I am planning on changing my existing t8 lighting system. Currently I have two t8 tubes mounted inside the hood that came with the aquarium. Unfortunately, water has damaged the t8 socket and corroded the wiring as well so I just want to replace the whole thing. I am going to get rid of the hood. 

I have been searching for new lighting systems. I have come across two main ones. On ebay I can buy this T5 Aquarium Fish Tank Overhead Light system which comes with four T5 tubes. Alternatively I have also been looking at LED system.

I have tropical aquarium but it is heavily planted. Can anyone please recommend from their previous experience what would be a better choice for me? In terms of price that four T5 system from ebay costs around £130. 

Thanks for your help.


----------



## Warhawk (Feb 23, 2014)

I could be wrong but from that I have heard LED isn't great for plants, so I would go with the T5. If it wasn't for plants I would say go with the LED because they are cheaper to run and should produce less heat. But double check the LED and plant thing because my info could be wrong.


----------



## jerl77 (Feb 2, 2016)

I started my tank with LEDs 
And after 4 months I bought a 6 bulb ati dimmable t5 
And never looked back


----------



## aussieJJDude (Jun 9, 2012)

Today i just got LED's for my somewhat planted betta tank! It shall be interesting to see how it goes and whether the plants do well. 
So far I can say that it's super bright and the plants (and fish) really do pop in the tank! I'm thinking of purchasing some HC soonish and carpet the front, so if the HC does well we can assume that LED's are plant safe.


----------



## corina savin (Jul 11, 2012)

Five years ago when I started my 75g planted I had the same debate. 
LEDs are cheaper to run, have better penetration in deep water, don't need to change bulbs every so often. Having said that, LEDs are reported to be "spotty" (get different PAR readings in different spots at the same distance) and quite crisp looking. Maybe you can grow plants just as well with LEDs but I didn't like the overall look of the fish and plants under LEDs. And some were bad, some (more expensive) were good. You don't know what you get.
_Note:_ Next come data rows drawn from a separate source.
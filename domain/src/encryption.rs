//! AES-256-GCM encryption of escorted access tokens while they sit in the database.
//!
//! A token lives in the `device_flows` row only between approval and consumption. When a
//! TOKEN_ENCRYPTION_KEY is configured (32 bytes, hex-encoded) the stored value is the
//! base64 of nonce + ciphertext; otherwise tokens are stored as given.

use aes_gcm::{
    aead::{Aead, KeyInit},
    Aes256Gcm, Nonce,
};
use base64::{engine::general_purpose::STANDARD as BASE64, Engine};
use rand::Rng;
use thiserror::Error;

/// 12-byte nonce size for AES-GCM
const NONCE_SIZE: usize = 12;

/// Errors that can occur during encryption/decryption operations
#[derive(Debug, Error)]
pub enum EncryptionError {
    #[error("Invalid encryption key: must be 32 bytes (64 hex characters)")]
    InvalidKey,

    #[error("Failed to decode hex key: {0}")]
    HexDecodeError(#[from] hex::FromHexError),

    #[error("Failed to decode base64 ciphertext: {0}")]
    Base64DecodeError(#[from] base64::DecodeError),

    #[error("Encryption failed")]
    EncryptionFailed,

    #[error("Decryption failed - data may be corrupted or key is incorrect")]
    DecryptionFailed,

    #[error("Ciphertext too short - missing nonce")]
    CiphertextTooShort,
}

/// Encrypts plaintext with a random nonce and returns base64(nonce + ciphertext).
pub fn encrypt(plaintext: &str, key_hex: &str) -> Result<String, EncryptionError> {
    let cipher = cipher(key_hex)?;

    let mut nonce_bytes = [0u8; NONCE_SIZE];
    rand::thread_rng().fill(&mut nonce_bytes);
    let nonce = Nonce::from_slice(&nonce_bytes);

    let ciphertext = cipher
        .encrypt(nonce, plaintext.as_bytes())
        .map_err(|_| EncryptionError::EncryptionFailed)?;

    let mut combined = nonce_bytes.to_vec();
    combined.extend(ciphertext);

    Ok(BASE64.encode(combined))
}

/// Reverses `encrypt`.
pub fn decrypt(ciphertext_b64: &str, key_hex: &str) -> Result<String, EncryptionError> {
    let cipher = cipher(key_hex)?;
    let combined = BASE64.decode(ciphertext_b64)?;

    if combined.len() < NONCE_SIZE {
        return Err(EncryptionError::CiphertextTooShort);
    }

    let (nonce_bytes, ciphertext) = combined.split_at(NONCE_SIZE);
    let plaintext_bytes = cipher
        .decrypt(Nonce::from_slice(nonce_bytes), ciphertext)
        .map_err(|_| EncryptionError::DecryptionFailed)?;

    String::from_utf8(plaintext_bytes).map_err(|_| EncryptionError::DecryptionFailed)
}

/// Prepares a token for storage, encrypting it only when a key is configured.
pub fn seal(token: String, key_hex: Option<&str>) -> Result<String, EncryptionError> {
    match key_hex {
        Some(key) => encrypt(&token, key),
        None => Ok(token),
    }
}

/// Reads a stored token back, decrypting it only when a key is configured.
pub fn open(stored: Option<String>, key_hex: Option<&str>) -> Result<Option<String>, EncryptionError> {
    match (stored, key_hex) {
        (Some(stored), Some(key)) => Ok(Some(decrypt(&stored, key)?)),
        (stored, _) => Ok(stored),
    }
}

/// Checks that a configured key is usable before any token is written with it.
pub fn validate_key(key_hex: &str) -> Result<(), EncryptionError> {
    parse_key(key_hex).map(|_| ())
}

fn cipher(key_hex: &str) -> Result<Aes256Gcm, EncryptionError> {
    let key = parse_key(key_hex)?;
    Aes256Gcm::new_from_slice(&key).map_err(|_| EncryptionError::InvalidKey)
}

/// Parses a hex-encoded 32-byte key
fn parse_key(key_hex: &str) -> Result<[u8; 32], EncryptionError> {
    let bytes = hex::decode(key_hex)?;
    if bytes.len() != 32 {
        return Err(EncryptionError::InvalidKey);
    }
    let mut key = [0u8; 32];
    key.copy_from_slice(&bytes);
    Ok(key)
}

#[cfg(test)]
mod tests {
    use super::*;

    // Test key: 32 bytes = 64 hex characters
    const TEST_KEY: &str = "0123456789abcdef0123456789abcdef0123456789abcdef0123456789abcdef";

    #[test]
    fn sealed_token_opens_with_the_same_key() {
        let sealed = seal("access-token".to_string(), Some(TEST_KEY)).unwrap();
        assert_ne!(sealed, "access-token");

        let opened = open(Some(sealed), Some(TEST_KEY)).unwrap();
        assert_eq!(opened.as_deref(), Some("access-token"));
    }

    #[test]
    fn without_a_key_tokens_pass_through() {
        assert_eq!(seal("plain".to_string(), None).unwrap(), "plain");
        assert_eq!(
            open(Some("plain".to_string()), None).unwrap().as_deref(),
            Some("plain")
        );
        assert_eq!(open(None, Some(TEST_KEY)).unwrap(), None);
    }

    #[test]
    fn nonces_differ_between_encryptions() {
        let first = encrypt("token", TEST_KEY).unwrap();
        let second = encrypt("token", TEST_KEY).unwrap();
        assert_ne!(first, second);
    }

    #[test]
    fn wrong_key_fails_decryption() {
        let encrypted = encrypt("token", TEST_KEY).unwrap();
        let wrong_key = "ffffffffffffffffffffffffffffffffffffffffffffffffffffffffffffffff";

        assert!(matches!(
            decrypt(&encrypted, wrong_key),
            Err(EncryptionError::DecryptionFailed)
        ));
    }

    #[test]
    fn plaintext_left_over_from_before_the_key_is_rejected() {
        let result = open(Some("not_valid_base64!!!".to_string()), Some(TEST_KEY));
        assert!(matches!(result, Err(EncryptionError::Base64DecodeError(_))));

        // "abc" in base64, too short to hold a nonce
        assert!(matches!(
            decrypt("YWJj", TEST_KEY),
            Err(EncryptionError::CiphertextTooShort)
        ));
    }

    #[test]
    fn validate_key_checks_length_and_encoding() {
        assert!(validate_key(TEST_KEY).is_ok());
        assert!(matches!(validate_key("abcd"), Err(EncryptionError::InvalidKey)));
        assert!(matches!(
            validate_key("not hex"),
            Err(EncryptionError::HexDecodeError(_))
        ));
    }
}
Five years ago, I decided that T5HO is the way to go. Some fixtures are better than the others (better reflectors, better ballast) but the tubes are all good. When you get a T5HO, you know what you get.
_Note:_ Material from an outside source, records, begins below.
#[cfg(test)]
mod tests {
    use super::*;
    use crate::error::ErrorKind;
    use chrono::Duration;
    use std::sync::Arc;
    use tokio::sync::Barrier;

    fn new_flow(hash: &str, user_code: &str, now: DateTime<Utc>) -> NewFlow {
        NewFlow {
            id: Id::new_v4(),
            device_code_hash: hash.to_string(),
            user_code: user_code.to_string(),
            created_at: now,
            expires_at: now + Duration::minutes(10),
            interval_seconds: 5,
        }
    }

    fn approval(at: DateTime<Utc>) -> Approval {
        Approval {
            approved_at: at,
            approved_by_external_id: "user-1".to_string(),
            access_token: "token".to_string(),
            access_token_expires_at: Some(42),
        }
    }

    #[test]
    fn bounded_cache_evicts_oldest_insertion() {
        let mut cache = BoundedCache::new(2);
        assert!(cache.insert("a", 1).is_none());
        assert!(cache.insert("b", 2).is_none());
        assert!(cache.insert("a", 10).is_none());

        assert_eq!(cache.insert("c", 3), Some(("a", 10)));
        assert_eq!(cache.len(), 2);
        assert!(cache.get(&"a").is_none());
        assert_eq!(cache.get(&"b"), Some(&2));
        assert_eq!(cache.get(&"c"), Some(&3));
    }

    #[test]
    fn bounded_cache_zero_capacity_holds_one_entry() {
        let mut cache = BoundedCache::new(0);
        assert!(cache.insert(1, "one").is_none());
        assert_eq!(cache.len(), 1);
        assert_eq!(cache.insert(2, "two"), Some((1, "one")));
    }

    #[tokio::test]
    async fn insert_rejects_duplicate_codes() {
        let store = MemoryFlowStore::new();
        let now = Utc::now();
        store.insert(new_flow("h1", "AAAA-AAAA", now)).await.unwrap();

        let same_hash = store.insert(new_flow("h1", "BBBB-BBBB", now)).await;
        assert_eq!(
            same_hash.unwrap_err().error_kind,
            ErrorKind::Store(StoreErrorKind::Conflict)
        );

        let same_user_code = store.insert(new_flow("h2", "AAAA-AAAA", now)).await;
        assert_eq!(
            same_user_code.unwrap_err().error_kind,
            ErrorKind::Store(StoreErrorKind::Conflict)
        );
    }

    #[tokio::test]
    async fn eviction_clears_secondary_indexes() {
        let store = MemoryFlowStore::with_capacity(1);
        let now = Utc::now();
        store.insert(new_flow("h1", "AAAA-AAAA", now)).await.unwrap();
        store.insert(new_flow("h2", "BBBB-BBBB", now)).await.unwrap();

        assert!(store.find_by_device_code_hash("h1").await.unwrap().is_none());
        assert!(store.find_by_user_code("AAAA-AAAA").await.unwrap().is_none());
        assert!(store.find_by_user_code("BBBB-BBBB").await.unwrap().is_some());
        assert_eq!(store.len().unwrap(), 1);

        // The evicted codes are free again.
        store.insert(new_flow("h1", "AAAA-AAAA", now)).await.unwrap();
    }

    #[tokio::test]
    async fn approve_only_from_pending_before_deadline() {
        let store = MemoryFlowStore::new();
        let now = Utc::now();
        let flow = store.insert(new_flow("h", "AAAA-AAAA", now)).await.unwrap();

        assert!(!store
            .approve(flow.id, approval(flow.expires_at))
            .await
            .unwrap());
        assert!(store.approve(flow.id, approval(now)).await.unwrap());
        assert!(!store.approve(flow.id, approval(now)).await.unwrap());

        let approved = store.find_by_id(flow.id).await.unwrap().unwrap();
        assert_eq!(approved.status, FlowStatus::Approved);
        assert_eq!(approved.access_token.as_deref(), Some("token"));
        assert_eq!(approved.access_token_expires_at, Some(42));
        assert_eq!(approved.approved_by_external_id.as_deref(), Some("user-1"));
    }

    #[tokio::test]
    async fn consume_erases_token_once() {
        let store = MemoryFlowStore::new();
        let now = Utc::now();
        let flow = store.insert(new_flow("h", "AAAA-AAAA", now)).await.unwrap();
        assert!(!store.consume(flow.id, now).await.unwrap());

        store.approve(flow.id, approval(now)).await.unwrap();
        assert!(store.consume(flow.id, now).await.unwrap());
        assert!(!store.consume(flow.id, now).await.unwrap());

        let consumed = store.find_by_id(flow.id).await.unwrap().unwrap();
        assert_eq!(consumed.status, FlowStatus::Consumed);
        assert_eq!(consumed.consumed_at, Some(now));
        assert!(consumed.access_token.is_none());
        assert!(consumed.access_token_expires_at.is_none());
    }

    #[tokio::test]
    async fn touch_poll_compares_last_poll() {
        let store = MemoryFlowStore::new();
        let now = Utc::now();
        let flow = store.insert(new_flow("h", "AAAA-AAAA", now)).await.unwrap();

        assert!(store.touch_poll(flow.id, None, now).await.unwrap());
        assert!(!store.touch_poll(flow.id, None, now).await.unwrap());

        let later = now + Duration::seconds(5);
        assert!(store.touch_poll(flow.id, Some(now), later).await.unwrap());

        store.expire(flow.id).await.unwrap();
        assert!(!store
            .touch_poll(flow.id, Some(later), later + Duration::seconds(5))
            .await
            .unwrap());
    }

    #[tokio::test]
    async fn expire_skips_terminal_flows_and_erases_token() {
        let store = MemoryFlowStore::new();
        let now = Utc::now();
        let flow = store.insert(new_flow("h", "AAAA-AAAA", now)).await.unwrap();
        store.approve(flow.id, approval(now)).await.unwrap();

        assert!(store.expire(flow.id).await.unwrap());
        assert!(!store.expire(flow.id).await.unwrap());

        let expired = store.find_by_id(flow.id).await.unwrap().unwrap();
        assert_eq!(expired.status, FlowStatus::Expired);
        assert!(expired.access_token.is_none());
    }

    #[tokio::test]
    async fn expire_lapsed_only_touches_live_flows_past_deadline() {
        let store = MemoryFlowStore::new();
        let now = Utc::now();
        let old = store.insert(new_flow("h1", "AAAA-AAAA", now)).await.unwrap();
        let consumed = store.insert(new_flow("h2", "BBBB-BBBB", now)).await.unwrap();
        store.approve(consumed.id, approval(now)).await.unwrap();
        store.consume(consumed.id, now).await.unwrap();
        let fresh = store
            .insert(new_flow("h3", "CCCC-CCCC", now + Duration::minutes(5)))
            .await
            .unwrap();

        let expired = store
            .expire_lapsed(now + Duration::minutes(10))
            .await
            .unwrap();
        assert_eq!(expired, 1);

        for (id, status) in [
            (old.id, FlowStatus::Expired),
            (consumed.id, FlowStatus::Consumed),
            (fresh.id, FlowStatus::Pending),
        ] {
            assert_eq!(store.find_by_id(id).await.unwrap().unwrap().status, status);
        }
    }

    #[tokio::test(flavor = "multi_thread", worker_threads = 8)]
    async fn racing_consumers_consume_once() {
        let store = Arc::new(MemoryFlowStore::new());
        let now = Utc::now();
        let flow = store.insert(new_flow("h", "AAAA-AAAA", now)).await.unwrap();
        store.approve(flow.id, approval(now)).await.unwrap();

        let barrier = Arc::new(Barrier::new(16));
        let handles: Vec<_> = (0..16)
            .map(|_| {
                let store = store.clone();
                let barrier = barrier.clone();
                tokio::spawn(async move {
                    barrier.wait().await;
                    store.consume(flow.id, now).await.unwrap()
                })
            })
            .collect();

        let mut consumed = 0;
        for handle in handles {
            if handle.await.unwrap() {
                consumed += 1;
            }
        }
        assert_eq!(consumed, 1);
    }

    #[tokio::test(flavor = "multi_thread", worker_threads = 8)]
    async fn racing_approvals_approve_once() {
        let store = Arc::new(MemoryFlowStore::new());
        let now = Utc::now();
        let flow = store.insert(new_flow("h", "AAAA-AAAA", now)).await.unwrap();

        let barrier = Arc::new(Barrier::new(16));
        let handles: Vec<_> = (0..16)
            .map(|i| {
                let store = store.clone();
                let barrier = barrier.clone();
                tokio::spawn(async move {
                    let approval = Approval {
                        access_token: format!("token-{i}"),
                        ..approval(now)
                    };
                    barrier.wait().await;
                    store
                        .approve(flow.id, approval.clone())
                        .await
                        .unwrap()
                        .then_some(approval.access_token)
                })
            })
            .collect();

        let mut winners = Vec::new();
        for handle in handles {
            if let Some(token) = handle.await.unwrap() {
                winners.push(token);
            }
        }
        assert_eq!(winners.len(), 1);

        let approved = store.find_by_id(flow.id).await.unwrap().unwrap();
        assert_eq!(approved.access_token.as_ref(), winners.first());
    }
}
There are newer LEDs on the market now. Very versatile: you can change intensity and color temperature remotely (from your smartphone), can mimic sunrise, sunset, full moon and lightnings. Really cool. Only $1000/unit and I need 3 for my 6 foot tank.


----------



## beaslbob (Oct 17, 2012)

corina savin said:


> Five years ago when I started my 75g planted I had the same debate.
> LEDs are cheaper to run, have better penetration in deep water, don't need to change bulbs every so often. Having said that, LEDs are reported to be "spotty" (get different PAR readings in different spots at the same distance) and quite crisp looking. Maybe you can grow plants just as well with LEDs but I didn't like the overall look of the fish and plants under LEDs. And some were bad, some (more expensive) were good. You don't know what you get.
> 
> Five years ago, I decided that T5HO is the way to go. Some fixtures are better than the others (better reflectors, better ballast) but the tubes are all good. When you get a T5HO, you know what you get.
> ...


Actually a 2 unit is now down to $319. 2-2' units for a 4' aquarium. 40 3 w leds each unit.

just checked the older square units are down to around $200. same specs just a square unit as opposed to the long skinny kind.


----------



## corina savin (Jul 11, 2012)

beaslbob said:


> Actually a 2 unit is now down to $319. 2-2' units for a 4' aquarium. 40 3 w leds each unit.
> 
> just checked the older square units are down to around $200. same specs just a square unit as opposed to the long skinny kind.


The ones I am talking are square, 38 LEDs per unit, 150W. Radion XR30w by Ecotech Marine.


----------